Sessiz Bir Devrim: Türkiye’de Giderek Yaygınlaşan Şehir Bahçeciliği

2025 yazı, Türkiye’nin büyük şehirlerinde doğayla yeniden bağ kurmanın en sade ve etkili yollarından biri haline gelen şehir bahçeciliğinin yükselişine sahne oluyor. Özellikle İstanbul, Ankara ve İzmir’de apartman çatılarında, balkonlarda ya da sitelerin ortak alanlarında kurulan küçük sebze bahçeleri, hem ekonomik hem de ruhsal faydalarıyla dikkat çekiyor.

Pandemi döneminde evde vakit geçirme süresinin artmasıyla başlayan bu eğilim, artık bireysel bir uğraş olmaktan çıkıp kolektif bir yaşam pratiğine dönüşmüş durumda. Site yönetimleri, apartman sakinleriyle birlikte ortak “mini bostan” alanları kurarken; belediyeler de bu tür projelere fide, toprak ve danışmanlık desteği sunuyor.

Uzmanlara göre şehir bahçeciliği yalnızca taze ürün tüketimi sağlamakla kalmıyor, aynı zamanda stresle mücadelede ve çocukların doğa ile bağ kurmasında önemli rol oynuyor. Özellikle okul çağındaki çocukların domatesin, fesleğenin ya da çileğin topraktan çıkışına tanık olması; hem beslenme alışkanlıklarını hem de çevre duyarlılıklarını olumlu yönde etkiliyor.

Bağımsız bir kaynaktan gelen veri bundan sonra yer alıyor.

//! Kafka implementations of the broker seam.

use std::time::{Duration, SystemTime, UNIX_EPOCH};

use async_trait::async_trait;
use rdkafka::config::ClientConfig;
use rdkafka::consumer::{Consumer, StreamConsumer};
use rdkafka::message::{Headers as _, Message as _};
use rdkafka::producer::{FutureProducer, FutureRecord, Producer};
use rdkafka::topic_partition_list::{Offset, TopicPartitionList};
use rdkafka::util::Timeout;

use kafgate_core::config::KafkaConfig;
use kafgate_core::error::ConnectorError;

use crate::broker::{BrokerProducer, IncomingReply, ReplyConsumer};

const FLUSH_TIMEOUT: Duration = Duration::from_secs(5);
const OFFSET_LOOKUP_TIMEOUT: Duration = Duration::from_secs(10);

fn transport(context: &str, err: impl std::fmt::Display) -> ConnectorError {
    ConnectorError::Transport(format!("{context}: {err}"))
}

/// Producer for request envelopes, shared by every endpoint.
pub struct KafkaProducer {
    producer: FutureProducer,
}

impl KafkaProducer {
    /// Creates a producer with batching configured from the bridge
    /// settings.
    pub fn new(config: &KafkaConfig) -> Result<Self, ConnectorError> {
        let mut client = ClientConfig::new();
        client.set("bootstrap.servers", &config.kafka_url);
        if let Some(batch_size) = config.batch_size {
            client.set("batch.num.messages", batch_size.to_string());
        }
        if let Some(batch_timeout_ms) = config.batch_timeout {
            client.set("linger.ms", batch_timeout_ms.to_string());
        }

        let producer = client
            .create()
            .map_err(|err| transport("create producer", err))?;
        Ok(Self { producer })
    }
}

#[async_trait]
impl BrokerProducer for KafkaProducer {
    async fn write(
        &self,
        topic: &str,
        partition: i32,
        key: &[u8],
        payload: &[u8],
    ) -> Result<(), ConnectorError> {
        let record = FutureRecord::to(topic)
            .partition(partition)
            .key(key)
            .payload(payload);

        self.producer
            .send(record, Timeout::Never)
            .await
            .map(|_| ())
            .map_err(|(err, _)| transport(&format!("write to {topic}"), err))
    }

    async fn close(&self) -> Result<(), ConnectorError> {
        self.producer
            .flush(FLUSH_TIMEOUT)
            .map_err(|err| transport("flush producer", err))
    }
}

/// Consumer for one reply topic/partition, positioned at the connector
/// start time.
///
/// Replies older than the start cannot belong to this process's
/// in-flight requests, so the partition is seeked to the first offset at
/// or after `start` before consuming; a partition with nothing newer
/// reads from the end.
pub struct KafkaReplyConsumer {
    topic: String,
    consumer: StreamConsumer,
}

impl KafkaReplyConsumer {
    pub fn connect(
        config: &KafkaConfig,
        topic: &str,
        partition: i32,
        start: SystemTime,
    ) -> Result<Self, ConnectorError> {
        let consumer: StreamConsumer = ClientConfig::new()
            .set("bootstrap.servers", &config.kafka_url)
            .set("group.id", format!("kafgate-{topic}"))
            .set("enable.auto.commit", "false")
            .set("auto.offset.reset", "latest")
            .create()
            .map_err(|err| transport(&format!("create consumer for {topic}"), err))?;

        let start_ms = start
            .duration_since(UNIX_EPOCH)
            .unwrap_or_default()
            .as_millis() as i64;

        let mut lookup = TopicPartitionList::new();
        lookup
            .add_partition_offset(topic, partition, Offset::Offset(start_ms))
            .map_err(|err| transport(&format!("seek {topic}"), err))?;

        let resolved = consumer
            .offsets_for_times(lookup, OFFSET_LOOKUP_TIMEOUT)
            .map_err(|err| transport(&format!("resolve start offset for {topic}"), err))?;

        let mut assignment = TopicPartitionList::new();
        for element in resolved.elements() {
            let offset = match element.offset() {
                Offset::Invalid => Offset::End,
                offset => offset,
            };
            assignment
                .add_partition_offset(element.topic(), element.partition(), offset)
                .map_err(|err| transport(&format!("assign {topic}"), err))?;
        }

        consumer
            .assign(&assignment)
            .map_err(|err| transport(&format!("assign {topic}"), err))?;

        Ok(Self {
            topic: topic.to_owned(),
            consumer,
        })
    }
}

#[async_trait]
impl ReplyConsumer for KafkaReplyConsumer {
    fn topic(&self) -> &str {
        &self.topic
    }

    async fn next(&mut self) -> Result<IncomingReply, ConnectorError> {
        let message = self
            .consumer
            .recv()
            .await
            .map_err(|err| transport(&format!("read from {}", self.topic), err))?;

        let key = message
            .key()
            .map(|key| String::from_utf8_lossy(key).into_owned())
            .unwrap_or_default();
        let payload = message.payload().map(<[u8]>::to_vec).unwrap_or_default();

        let mut headers = Vec::new();
        if let Some(borrowed) = message.headers() {
            for header in borrowed.iter() {
                headers.push((
                    header.key.to_owned(),
                    header.value.map(<[u8]>::to_vec).unwrap_or_default(),
                ));
            }
        }

        Ok(IncomingReply {
            key,
            payload,
            headers,
        })
    }
}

Birçok kişi artık market sebzesi almak yerine kendi yetiştirdiği ürünleri tüketmenin hem güven verici hem de manevi açıdan tatmin edici olduğunu ifade ediyor. Özellikle ekonomik baskıların hissedildiği bu dönemde, küçük bir alanda bile birkaç saksı toprakla kendi salatasını çıkarabilmek pek çok kişi için hem bütçeye destek hem de başarı duygusu anlamına geliyor.

Sosyal medyada da bu trend hızla yayılıyor. “#BalkonBahçem” ve “#ŞehirdeTarım” gibi etiketler altında binlerce kişi kendi domates fidesini, biber hasadını ve yeni yetişen nanelerini gururla paylaşıyor. Hatta bazı mahallelerde küçük takas pazarları bile kurulmaya başlandı: bir kavanoz ev yapımı salçaya karşılık bir bağ taze roka.

Kent yaşamının betona boğulmuş yapısında, bu yeşil dokunuşlar hem umut hem de dayanışma taşıyor. Görünen o ki, şehir bahçeciliği sadece toprağa değil, aynı zamanda insanlar arasındaki bağlara da can veriyor.